I ask the Senator to withdraw both of her amendments for two different reasons. One is because there is already a report so I do not need an amendment to the legislation to provide what we have done already during the deliberations and preparations for budget 2020. I would be very happy to share it with the Senator today or in the next couple of days. It helps explain the reason for the decision to increase the hours from 15 to 18.5 and not follow with what was probably expected, that is an increase in the means test disregard.
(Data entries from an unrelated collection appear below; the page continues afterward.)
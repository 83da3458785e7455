//! # Object Graph Model
//!
//! The mutable, tree-shaped object graph that selectors run against.
//! Objects carry a type name and an ordered set of typed properties; any
//! object held by a property value is contained by the holder.
//!
//! Design rule: selectors only see this module through reflection
//! (`properties()`, `type_name()`), traversal (`content()`) and the change
//! stream (`subscribe()`).

pub mod value;
pub mod property;
pub mod object;
pub mod change;

pub use value::{Value, FromValue};
pub use property::{Property, PropertyType};
pub use object::{ObjectId, ObjectRef, ObjectBuilder, DEFAULT_LISTENER_LIMIT};
pub use change::{ChangeEvent, ChangeKind, Subscription};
On amendment No. 4, we carry out a review, probably of all our schemes, annually. The amendment asks that I "carry out a review of the means test in place for Carer’s Allowance in consultation with key stakeholders". Every year, including this year, I have a pre-budget forum where all stakeholders for the relevant schemes come and give us their submissions. The only difference is that I have not gone out and sought it or, rather, they have gone and volunteered it to me. Again, I have a report that I can give the Senator that will show her exactly what the means test is based on, how it is calculated and why we do not pay for care. What my Department actually does is provide an income support. That really jars with some people because, as the Senator said, there are tens of thousands of people who are providing care who do not get paid, or some get the respite care allowance but do not get financial recompense that they would regard as representing full value for the care they provide. My difficulty is that the Department provides income supports. We look after the people who do not have the means to look after themselves. We need to have a national conversation about care and the value of care. I raised this matter at the EU Council meeting yesterday. It is the elephant in the room when we talk about gender equality and about how to get women back to work. Offering all the advantages, programmes and initiatives that the various EU member states employ to try to encourage women back to work is all very well but there is not much point to these if we do not engage in a conversation about the value of care and the value that we place on women staying at home and rearing their children. There is also the question of all the women - although some men also do so - who take time out of their careers to mind people they love and cherish when those individuals are ill and cannot mind themselves. If we have a national conversation about care and the value we place on it, we may have a different policy than simply paying the income support that comes through my Department.
I will just go over this again. Amendment No. 3 seeks an increase to the income disregard. Such an increase was not announced in budget 2020. The Minister referred to her report. Does she intend to increase the disregard at the next budget?
No, the amendment asks me to produce a report on the impact of the disregard. I already have that report. If the Senator withdraws her amendment, I will give her the report immediately - either later today or tomorrow.
I move amendment No. 4:
In page 17, between lines 18 and 19, to insert the following: “Review of the means test for Carer’s Allowance28.The Minister shall carry out a review of the means test in place for Carer’s Allowance in consultation with key stakeholders, including Family Carers Ireland and that the report shall be presented to the Oireachtas Joint Committee on Employment Affairs and Social Protection within 6 months of the enactment of this Act.”.